They purportedly agreed on a total tuition of $500, $100 of which was to be paid at the outset of his training, $150 over the next twelve months, and the balance out of his early wages as a pilot.8

  Just when the two men made this agreement is not completely clear. In his autobiography Twain recalled that he had gotten to know Bixby on the way down to New Orleans and had even done some steering for him because the pilot had a sore foot. When he got to New Orleans and discovered that no ships were scheduled to leave for South America—that “there probably wouldn’t be any during that century”—he went to Bixby and asked him to make him a cub pilot. Whatever the case, Clemens left New Orleans on the Colonel Crossman sometime between March 4 and 15 as a new cub. Arriving at St. Louis on May 9, he borrowed the down payment of $100 from his brother-in-law. Ultimately, Twain probably did not pay Bixby more than $350, because the senior pilot placed him in the care of other pilots several times during his two-year training period, while he worked on the Missouri River for slightly higher wages than on the Mississippi.9

  In St.
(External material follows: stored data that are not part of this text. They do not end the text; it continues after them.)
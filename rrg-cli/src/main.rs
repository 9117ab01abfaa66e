//! RRG CLI: compute relative rotation tails from price files.
//!
//! Commands:
//! - `run`: compute RS-Ratio / RS-Momentum tails and quadrant dividers
//! - `init-config`: write the default TOML configuration
//! - `synth`: write a synthetic price CSV for the configured symbols

mod logging;

use anyhow::{bail, Context, Result};
use chrono::NaiveDate;
use clap::{Parser, Subcommand};
use std::path::{Path, PathBuf};

use rrg_core::{PairingMode, RrgOutcome, RrgReport};
use rrg_runner::{
    export_json, run_from_source, save_artifacts, synthetic_prices, write_prices_csv, DataSource,
    RrgRun, RunConfig, Timeframe,
};

/// Exit status when no requested symbol has usable prices.
const EXIT_NO_VALID_DATA: i32 = 2;

#[derive(Parser)]
#[command(
    name = "rrg",
    about = "RRG CLI: relative rotation graph tails and quadrants"
)]
struct Cli {
    /// Log level when RUST_LOG is not set (error, warn, info, debug, trace).
    #[arg(long, global = true, default_value = "info")]
    log_level: String,

    #[command(subcommand)]
    command: Commands,
}

#[derive(Subcommand)]
enum Commands {
    /// Compute tails and quadrant dividers.
    Run {
        /// Path to a TOML config file. Defaults to the built-in NSE universe.
        #[arg(long)]
        config: Option<PathBuf>,

        /// Price CSV (wide `date,SYM...` or long `date,symbol,close`).
        #[arg(long, conflicts_with = "synthetic")]
        prices: Option<PathBuf>,

        /// Use synthetic random-walk prices instead of a file.
        #[arg(long, default_value_t = false)]
        synthetic: bool,

        /// Synthetic start date (YYYY-MM-DD). Defaults to two years before --end.
        #[arg(long, requires = "synthetic")]
        start: Option<String>,

        /// Synthetic end date (YYYY-MM-DD). Defaults to today.
        #[arg(long, requires = "synthetic")]
        end: Option<String>,

        /// RS-Ratio smoothing window.
        #[arg(long)]
        smoothing: Option<usize>,

        /// RS-Momentum lag.
        #[arg(long)]
        momentum: Option<usize>,

        /// Points per tail.
        #[arg(long)]
        tail: Option<usize>,

        /// Tail pairing: joint or positional.
        #[arg(long)]
        pairing: Option<PairingMode>,

        /// Sampling: native, weekly or monthly.
        #[arg(long)]
        timeframe: Option<Timeframe>,

        /// Trailing window in months.
        #[arg(long)]
        lookback_months: Option<u32>,

        /// Save report.json, tails.csv and summary.md here.
        #[arg(long)]
        output_dir: Option<PathBuf>,

        /// Print the full run as JSON instead of a summary.
        #[arg(long, default_value_t = false)]
        json: bool,
    },
    /// Write the default configuration file.
    InitConfig {
        #[arg(long, default_value = "rrg.toml")]
        path: PathBuf,

        /// Overwrite an existing file.
        #[arg(long, default_value_t = false)]
        force: bool,
    },
    /// Write a synthetic price CSV for the configured symbols.
    Synth {
        #[arg(long)]
        output: PathBuf,

        #[arg(long)]
        config: Option<PathBuf>,

        /// Start date (YYYY-MM-DD). Defaults to two years before --end.
        #[arg(long)]
        start: Option<String>,

        /// End date (YYYY-MM-DD). Defaults to today.
        #[arg(long)]
        end: Option<String>,
    },
}

/// Per-run overrides layered over the TOML config.
struct Overrides {
    smoothing: Option<usize>,
    momentum: Option<usize>,
    tail: Option<usize>,
    pairing: Option<PairingMode>,
    timeframe: Option<Timeframe>,
    lookback_months: Option<u32>,
}

impl Overrides {
    fn apply(self, config: &mut RunConfig) {
        if let Some(v) = self.smoothing {
            config.params.smoothing_period = v;
        }
        if let Some(v) = self.momentum {
            config.params.momentum_period = v;
        }
        if let Some(v) = self.tail {
            config.params.tail_length = v;
        }
        if let Some(v) = self.pairing {
            config.params.pairing = v;
        }
        if let Some(v) = self.timeframe {
            config.timeframe = v;
        }
        if let Some(v) = self.lookback_months {
            config.lookback_months = Some(v);
        }
    }
}

fn main() -> Result<()> {
    let cli = Cli::parse();
    logging::init_logging(&cli.log_level)?;

    match cli.command {
        Commands::Run {
            config,
            prices,
            synthetic,
            start,
            end,
            smoothing,
            momentum,
            tail,
            pairing,
            timeframe,
            lookback_months,
            output_dir,
            json,
        } => {
            let overrides = Overrides {
                smoothing,
                momentum,
                tail,
                pairing,
                timeframe,
                lookback_months,
            };
            let source = match (prices, synthetic) {
                (Some(path), false) => DataSource::Csv { path },
                (None, true) => {
                    let (start, end) = date_range(start.as_deref(), end.as_deref())?;
                    DataSource::Synthetic { start, end }
                }
                _ => bail!("one of --prices or --synthetic is required"),
            };
            run_cmd(config, source, overrides, output_dir, json)
        }
        Commands::InitConfig { path, force } => run_init_config(&path, force),
        Commands::Synth {
            output,
            config,
            start,
            end,
        } => run_synth(&output, config, start.as_deref(), end.as_deref()),
    }
}

fn load_config(path: Option<PathBuf>) -> Result<RunConfig> {
    let config = match path {
        Some(path) => RunConfig::from_file(&path)
            .with_context(|| format!("failed to load config {}", path.display()))?,
        None => RunConfig::default(),
    };
    tracing::debug!(
        benchmark = %config.benchmark,
        instruments = config.instruments.len(),
        timeframe = config.timeframe.as_str(),
        "loaded configuration"
    );
    Ok(config)
}

fn date_range(start: Option<&str>, end: Option<&str>) -> Result<(NaiveDate, NaiveDate)> {
    let end_date = end
        .map(|s| NaiveDate::parse_from_str(s, "%Y-%m-%d"))
        .transpose()?
        .unwrap_or_else(|| chrono::Local::now().date_naive());
    let start_date = start
        .map(|s| NaiveDate::parse_from_str(s, "%Y-%m-%d"))
        .transpose()?
        .unwrap_or_else(|| end_date - chrono::Duration::days(365 * 2));
    if start_date > end_date {
        bail!("start date {start_date} is after end date {end_date}");
    }
    Ok((start_date, end_date))
}

fn run_cmd(
    config_path: Option<PathBuf>,
    source: DataSource,
    overrides: Overrides,
    output_dir: Option<PathBuf>,
    json: bool,
) -> Result<()> {
    let mut config = load_config(config_path)?;
    overrides.apply(&mut config);

    let run = run_from_source(&config, source)?;

    if json {
        println!("{}", export_json(&run)?);
    } else {
        print_summary(&run);
    }

    if let Some(dir) = output_dir {
        let run_dir = save_artifacts(&run, &dir)?;
        println!("Artifacts saved to: {}", run_dir.display());
    }

    if let RrgOutcome::NoValidData { requested } = &run.outcome {
        eprintln!(
            "No valid price data for any requested symbol: {}",
            requested.join(", ")
        );
        std::process::exit(EXIT_NO_VALID_DATA);
    }

    Ok(())
}

fn run_init_config(path: &Path, force: bool) -> Result<()> {
    if path.exists() && !force {
        bail!("{} already exists (use --force to overwrite)", path.display());
    }
    let toml = RunConfig::default().to_toml()?;
    std::fs::write(path, toml).with_context(|| format!("failed to write {}", path.display()))?;
    println!("Wrote default configuration to {}", path.display());
    Ok(())
}

fn run_synth(
    output: &Path,
    config_path: Option<PathBuf>,
    start: Option<&str>,
    end: Option<&str>,
) -> Result<()> {
    let config = load_config(config_path)?;
    let (start_date, end_date) = date_range(start, end)?;
    let table = synthetic_prices(&config.symbols(), start_date, end_date)?;

    let file = std::fs::File::create(output)
        .with_context(|| format!("failed to create {}", output.display()))?;
    write_prices_csv(&table, file)?;
    println!(
        "Wrote {} rows x {} symbols of SYNTHETIC prices to {}",
        table.len(),
        table.columns().len(),
        output.display()
    );
    Ok(())
}

fn print_summary(run: &RrgRun) {
    let params = &run.config.params;
    println!();
    println!("=== Relative Rotation ===");
    println!("Benchmark:      {}", run.config.benchmark);
    println!("Timeframe:      {}", run.timeframe);
    if let (Some(first), Some(last)) = (run.first_date, run.last_date) {
        println!("Period:         {first} to {last}");
    }
    println!("Rows:           {}", run.rows_used);
    println!(
        "Params:         smoothing {} / momentum {} / tail {} ({})",
        params.smoothing_period,
        params.momentum_period,
        params.tail_length,
        params.pairing.as_str()
    );

    match &run.outcome {
        RrgOutcome::Chart(report) => print_report(report),
        RrgOutcome::InsufficientData {
            benchmark,
            excluded,
            ..
        } => {
            if benchmark.substituted {
                print_substitution(&benchmark.requested, &benchmark.resolved);
            }
            println!();
            println!("Not enough data to plot RRG chart with tails.");
            if !excluded.is_empty() {
                println!("Excluded:       {}", excluded.join(", "));
            }
        }
        RrgOutcome::NoValidData { .. } => {}
    }

    if run.has_synthetic {
        println!();
        println!("WARNING: Results based on SYNTHETIC data");
    }
}

fn print_substitution(requested: &str, resolved: &str) {
    println!("WARNING: benchmark {requested} has no complete data; using {resolved}");
}

fn print_report(report: &RrgReport) {
    if report.benchmark.substituted {
        print_substitution(&report.benchmark.requested, &report.benchmark.resolved);
    }
    if let Some(as_of) = report.as_of {
        println!("As of:          {as_of}");
    }
    println!();
    println!(
        "{:<28} {:>10} {:>12}  {:<10} {:>7}",
        "Instrument", "RS-Ratio", "RS-Momentum", "Quadrant", "Heading"
    );
    for tail in &report.tails {
        let Some(latest) = tail.latest() else {
            continue;
        };
        let heading = tail
            .direction
            .map(|d| format!("{:.0}", d.heading_degrees()))
            .unwrap_or_else(|| "-".into());
        println!(
            "{:<28} {:>10.2} {:>12.4}  {:<10} {:>7}",
            tail.name, latest.rs_ratio, latest.rs_momentum, tail.quadrant.as_str(), heading
        );
    }

    let s = &report.statistics;
    println!();
    println!("--- Dividers ---");
    println!(
        "RS-Ratio:       mean {:.4} (range {:.4} .. {:.4})",
        s.x_mean, s.x_min, s.x_max
    );
    println!(
        "RS-Momentum:    mean {:.4} (range {:.4} .. {:.4})",
        s.y_mean, s.y_min, s.y_max
    );
    for dropped in &report.dropped {
        println!("WARNING: dropped {} ({:?})", dropped.symbol, dropped.reason);
    }
    for name in &report.excluded {
        println!("Excluded:       {name} (not enough history)");
    }
    println!("Run ID:         {}", report.fingerprint);
}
Louis, Sam and Horace shifted over to the Crescent City, which left St. Louis on April 29 and arrived in New Orleans five days later. While there, Sam wrote a letter to Annie Taylor, an acquaintance from Keokuk. Nothing is known of the degree of intimacy he enjoyed with this young woman, who was now attending Iowa Wesleyan College in nearby Mount Pleasant, but the two must have enjoyed a certain level of intellectual exchange.10 No doubt the twenty-one-year-old Clemens was lonely for something other than the company of the prostitutes who frequented the ballrooms of steamboats and the streets of New Orleans.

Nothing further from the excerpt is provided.